When you jump to a conclusion about something, you assume, and we all know what happens when you assume.

1.

Is it just me, or have people gotten overly sensitive in recent years? The tiniest, smallest little thing will set some people off and cause a whole lot of unnecessary drama. Perhaps some people are addicted to, or live for the drama, while others feel they have to champion causes they're not even affiliated with or involved in.

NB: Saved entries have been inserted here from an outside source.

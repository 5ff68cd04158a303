pub mod classifier;
pub mod poller;
pub mod queue;
pub mod submitter;
pub mod worker;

When you jump to a conclusion about something, you assume, and we all know what happens when you assume.

2.

Had someone get offended by me calling my brother "bro". They insisted that I was racist and that white people can't be related to Mexicans. Like seriously lady. That's not how genetics work. We are 100% related and are a mix of white and Native American. Its not that unheard of for one biological sibling to come out lighter or darker than the other. And even if we weren't related... Seriously? I'm racist for calling someone close to me my bro despite being different skin tones? Seriously? Thank you for coming to my rant session. Have a good day.

3.

I once listened to my boss try to lecture the Fire Marshall because he was talking about something being flame retardant (her reasoning was you should just call it fireproof because retardant was an awful word.). It was one of those times where I really should have tried to stop her but instead I just stood off to the side probably making a surprised pikachu face.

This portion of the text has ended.